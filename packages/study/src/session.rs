//! Study session
//!
//! Drives one learner through review rounds: activate a partition, draft an
//! item, take the learner's verdict, reinforce and commit. This is the only
//! surface a presenter needs.

use std::collections::BTreeSet;

use hsk_algo::{
    diagnose_weights, ranked_probabilities, DraftError, Drafter, ReinforceReport,
    ReviewOutcome, WeightDiagnostics, WeightMap,
};
use serde::Serialize;

use crate::catalog::{CatalogProvider, PartitionKey, StudyItem, StudyMode};
use crate::storage::{KeyValueStore, StorageError};
use crate::weight_store::WeightStore;

/// Preference key remembering the last studied level
pub const LAST_LEVEL_KEY: &str = "last_hsk";
/// Preference key remembering the last studied mode
pub const LAST_MODE_KEY: &str = "last_mode";

#[derive(Debug, thiserror::Error)]
pub enum SessionError {
    #[error("nothing to study in {0}")]
    EmptyPartition(PartitionKey),
    #[error("no partition is active")]
    NoActivePartition,
    #[error("`{0}` was not drafted this round")]
    NotDrafted(String),
    #[error("`{0}` was already reviewed this round")]
    AlreadyReviewed(String),
    #[error("{0} mode cannot record a failure")]
    OutcomeNotAllowed(StudyMode),
    #[error("item `{0}` is missing from the catalog")]
    MissingItem(String),
    #[error(transparent)]
    Draft(#[from] DraftError),
    #[error(transparent)]
    Storage(#[from] StorageError),
}

/// What `activate` found
#[derive(Debug, Clone, PartialEq, Serialize)]
pub struct ActivationSummary {
    pub partition: PartitionKey,
    /// Items in the draft pool
    pub item_count: usize,
    /// Persisted weights whose key left the catalog
    pub stale_count: usize,
}

/// An item handed to the presenter for this round
#[derive(Debug, Clone, PartialEq, Serialize)]
pub struct DraftedItem {
    pub key: String,
    pub item: StudyItem,
    /// Draft probability the item had when it was picked
    pub probability: f64,
}

/// Read the last studied level and mode from `kv`; missing or unreadable
/// values fall back to `default` piecewise.
pub fn remembered_partition<S: KeyValueStore + ?Sized>(kv: &S, default: &PartitionKey) -> PartitionKey {
    let level = kv
        .get(LAST_LEVEL_KEY)
        .ok()
        .flatten()
        .filter(|l| !l.trim().is_empty())
        .unwrap_or_else(|| default.level.clone());
    let mode = kv
        .get(LAST_MODE_KEY)
        .ok()
        .flatten()
        .and_then(|m| m.parse::<StudyMode>().ok())
        .unwrap_or(default.mode);
    PartitionKey::new(level, mode)
}

struct Round {
    key: String,
    reviewed: bool,
}

struct ActivePartition {
    key: PartitionKey,
    /// Weights of keys present in the catalog; the only keys that get drafted
    pool: WeightMap,
    /// Persisted weights for keys no longer in the catalog, kept for commit
    dormant: WeightMap,
    round: Option<Round>,
}

pub struct StudySession<C, S> {
    catalog: C,
    store: WeightStore<S>,
    drafter: Drafter,
    active: Option<ActivePartition>,
}

impl<C: CatalogProvider, S: KeyValueStore> StudySession<C, S> {
    pub fn new(catalog: C, store: WeightStore<S>, drafter: Drafter) -> Self {
        Self {
            catalog,
            store,
            drafter,
            active: None,
        }
    }

    pub fn catalog(&self) -> &C {
        &self.catalog
    }

    pub fn weight_store(&self) -> &WeightStore<S> {
        &self.store
    }

    // ==================== Preferences ====================

    /// The partition studied last time, falling back to `default` piecewise
    pub fn remembered_partition(&self, default: &PartitionKey) -> PartitionKey {
        remembered_partition(self.store.store(), default)
    }

    fn remember(&self, partition: &PartitionKey) {
        let kv = self.store.store();
        let result = kv
            .set(LAST_LEVEL_KEY, &partition.level)
            .and_then(|_| kv.set(LAST_MODE_KEY, partition.mode.as_str()));
        if let Err(err) = result {
            tracing::warn!(partition = %partition, error = %err, "failed to remember partition");
        }
    }

    // ==================== Partition lifecycle ====================

    /// Make `partition` the active one, loading and reconciling its weights
    pub fn activate(&mut self, partition: PartitionKey) -> Result<ActivationSummary, SessionError> {
        let valid = self.catalog.valid_keys(&partition);
        let (pool, dormant) = self.store.load_split(&partition, &valid)?;

        for key in dormant.keys() {
            tracing::debug!(partition = %partition, key, "stale key dropped from draft pool");
        }

        let summary = ActivationSummary {
            partition: partition.clone(),
            item_count: pool.len(),
            stale_count: dormant.len(),
        };

        tracing::info!(
            partition = %partition,
            items = summary.item_count,
            stale = summary.stale_count,
            "partition activated"
        );

        self.remember(&partition);
        self.active = Some(ActivePartition {
            key: partition,
            pool,
            dormant,
            round: None,
        });

        Ok(summary)
    }

    pub fn active_partition(&self) -> Option<&PartitionKey> {
        self.active.as_ref().map(|a| &a.key)
    }

    /// Draft-pool weights of the active partition
    pub fn weights(&self) -> Option<&WeightMap> {
        self.active.as_ref().map(|a| &a.pool)
    }

    pub fn diagnostics(&self) -> Option<WeightDiagnostics> {
        self.weights().map(diagnose_weights)
    }

    /// The `top` most likely next items, highest probability first
    pub fn likely_next(&self, top: usize) -> Vec<(String, f64)> {
        self.weights()
            .map(|weights| ranked_probabilities(weights, top))
            .unwrap_or_default()
    }

    /// Put every item of the active partition back to the default weight
    pub fn reset_active(&mut self) -> Result<ActivationSummary, SessionError> {
        let active = self.active.as_mut().ok_or(SessionError::NoActivePartition)?;
        let valid: BTreeSet<String> = self.catalog.valid_keys(&active.key);

        active.pool = self.store.reset(&active.key, &valid)?;
        active.dormant = WeightMap::new();
        active.round = None;

        Ok(ActivationSummary {
            partition: active.key.clone(),
            item_count: active.pool.len(),
            stale_count: 0,
        })
    }

    // ==================== Rounds ====================

    /// Pick the next item. Any unfinished round is abandoned without
    /// touching weights.
    pub fn draft(&mut self) -> Result<DraftedItem, SessionError> {
        let active = self.active.as_mut().ok_or(SessionError::NoActivePartition)?;

        let key = match self.drafter.draft(&active.pool) {
            Ok(key) => key,
            Err(DraftError::EmptyPartition) => {
                return Err(SessionError::EmptyPartition(active.key.clone()))
            }
            Err(err) => return Err(err.into()),
        };

        let item = self
            .catalog
            .item(&active.key, &key)
            .ok_or_else(|| SessionError::MissingItem(key.clone()))?;

        let total = active.pool.total();
        let probability = active.pool.get(&key).map(|w| w / total).unwrap_or(0.0);

        tracing::debug!(partition = %active.key, key = %key, probability, "item drafted");

        active.round = Some(Round {
            key: key.clone(),
            reviewed: false,
        });

        Ok(DraftedItem {
            key,
            item,
            probability,
        })
    }

    /// Record the learner's verdict for the drafted item and commit weights.
    ///
    /// Allowed once per drafted key per round; failures only in quiz modes.
    pub fn reinforce(
        &mut self,
        key: &str,
        outcome: ReviewOutcome,
    ) -> Result<ReinforceReport, SessionError> {
        let active = self.active.as_mut().ok_or(SessionError::NoActivePartition)?;

        let round = match active.round.as_mut() {
            Some(round) if round.key == key => round,
            _ => return Err(SessionError::NotDrafted(key.to_string())),
        };
        if round.reviewed {
            return Err(SessionError::AlreadyReviewed(key.to_string()));
        }
        if outcome == ReviewOutcome::Failure && !active.key.mode.is_quiz() {
            return Err(SessionError::OutcomeNotAllowed(active.key.mode));
        }

        let report = self.drafter.reinforce(&mut active.pool, key, outcome)?;
        round.reviewed = true;

        Self::commit(&self.store, active)?;
        Ok(report)
    }

    fn commit(store: &WeightStore<S>, active: &ActivePartition) -> Result<(), SessionError> {
        let mut merged = active.pool.clone();
        merged.merge(&active.dormant);
        store.save(&active.key, &merged)?;
        Ok(())
    }
}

+-------+

■ Assignment: An exact copy of the lines above, from the one containing "if let Err(err)" through the one containing "for key in dormant.keys()", is the whole of the answer.

■ Solution for this problem:
        if let Err(err) = result {
            tracing::warn!(partition = %partition, error = %err, "failed to remember partition");
        }
    }

    // ==================== Partition lifecycle ====================

    /// Make `partition` the active one, loading and reconciling its weights
    pub fn activate(&mut self, partition: PartitionKey) -> Result<ActivationSummary, SessionError> {
        let valid = self.catalog.valid_keys(&partition);
        let (pool, dormant) = self.store.load_split(&partition, &valid)?;

        for key in dormant.keys() {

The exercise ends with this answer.